(WHAT THE EXERCISE ASKS):
Count the lines below containing "return". Number only.

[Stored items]
******
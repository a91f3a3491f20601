//! Script execution endpoint

use axum::{
    extract::{Path, State},
    Extension, Json,
};
use serde::{Deserialize, Serialize};

use crate::database::{
    Enrollment, EnrollmentStore, Execution, ExecutionStatus, ExecutionStore, ScriptType, Step,
    StepStore, Track, TrackStore,
};
use crate::error::{DaemonError, Result};
use crate::router::middleware::auth::{require_owner, Claims};
use crate::router::AppState;

#[derive(Debug, Deserialize)]
pub struct ExecuteRequest {
    pub script_type: String,
}

#[derive(Debug, Serialize)]
pub struct ExecutionResult {
    pub success: bool,
    pub stdout: String,
    pub stderr: String,
    pub exit_code: i64,
    pub duration_ms: i64,
    pub advanced: bool,
}

async fn load_context(
    state: &AppState,
    claims: &Claims,
    enrollment_id: i64,
    step_ord: i64,
) -> Result<(Enrollment, Track, Step)> {
    let conn = state.db.conn().await;

    let enrollment = EnrollmentStore
        .get(&conn, enrollment_id)?
        .ok_or_else(|| DaemonError::NotFound("Enrollment not found".to_string()))?;

    require_owner(claims, enrollment.user_id)?;

    let track = TrackStore
        .get(&conn, enrollment.track_id)?
        .ok_or_else(|| DaemonError::NotFound("Track not found".to_string()))?;

    let step = StepStore
        .get_by_ord(&conn, track.id, step_ord)?
        .ok_or_else(|| DaemonError::NotFound("Step not found".to_string()))?;

    Ok((enrollment, track, step))
}

/// Dispatch a step's setup or validation script to the runner, record the
/// execution, and advance the enrollment on a passing validation.
pub async fn execute_script(
    State(state): State<AppState>,
    Extension(claims): Extension<Claims>,
    Path((enrollment_id, step_ord)): Path<(i64, i64)>,
    Json(request): Json<ExecuteRequest>,
) -> Result<Json<ExecutionResult>> {
    let script_type = match request.script_type.as_str() {
        "setup" => ScriptType::Setup,
        "validation" => ScriptType::Validation,
        _ => {
            return Err(DaemonError::BadRequest(
                "Invalid script type. Use 'setup' or 'validation'".to_string(),
            ))
        }
    };

    let (enrollment, track, step) =
        load_context(&state, &claims, enrollment_id, step_ord).await?;

    // Learners may re-run past steps but never skip ahead
    if step_ord > enrollment.current_step {
        return Err(DaemonError::Forbidden(
            "Cannot execute steps ahead of current progress".to_string(),
        ));
    }

    let script = match script_type {
        ScriptType::Setup => step.setup_script.clone(),
        ScriptType::Validation => step.validation_script.clone(),
        ScriptType::Init => unreachable!(),
    };

    let execution_id = {
        let conn = state.db.conn().await;
        ExecutionStore.begin(&conn, enrollment.id, step.id, script_type)?
    };

    // Track secrets merged beneath the learner's own environment
    let mut env = track.env_secrets.clone();
    env.extend(enrollment.environment.clone());

    let outcome = state.runner.run(&script, &env, &track.docker_image).await;

    let mut advanced = false;

    {
        let conn = state.db.conn().await;

        ExecutionStore.finish(
            &conn,
            execution_id,
            if outcome.success {
                ExecutionStatus::Success
            } else {
                ExecutionStatus::Failed
            },
            &outcome.stdout,
            &outcome.stderr,
            outcome.exit_code,
            outcome.duration_ms,
        )?;

        // A passing validation at the current step advances progress; the
        // final step stamps completion instead
        if script_type == ScriptType::Validation
            && outcome.success
            && step_ord == enrollment.current_step
        {
            let total_steps = StepStore.count_for_track(&conn, track.id)?;

            if enrollment.current_step < total_steps {
                EnrollmentStore.advance_step(&conn, enrollment.id)?;
                advanced = true;
            } else if enrollment.current_step == total_steps {
                EnrollmentStore.set_completed(&conn, enrollment.id)?;
                advanced = true;
            }
        }
    }

    Ok(Json(ExecutionResult {
        success: outcome.success,
        stdout: outcome.stdout,
        stderr: outcome.stderr,
        exit_code: outcome.exit_code,
        duration_ms: outcome.duration_ms,
        advanced,
    }))
}

/// Execution history for a step, newest first
pub async fn execution_history(
    State(state): State<AppState>,
    Extension(claims): Extension<Claims>,
    Path((enrollment_id, step_ord)): Path<(i64, i64)>,
) -> Result<Json<Vec<Execution>>> {
    let (enrollment, _, step) = load_context(&state, &claims, enrollment_id, step_ord).await?;

    let conn = state.db.conn().await;
    let history = ExecutionStore.list_for_step(&conn, enrollment.id, step.id)?;

    Ok(Json(history))
}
******
(ANSWER SECTION):
2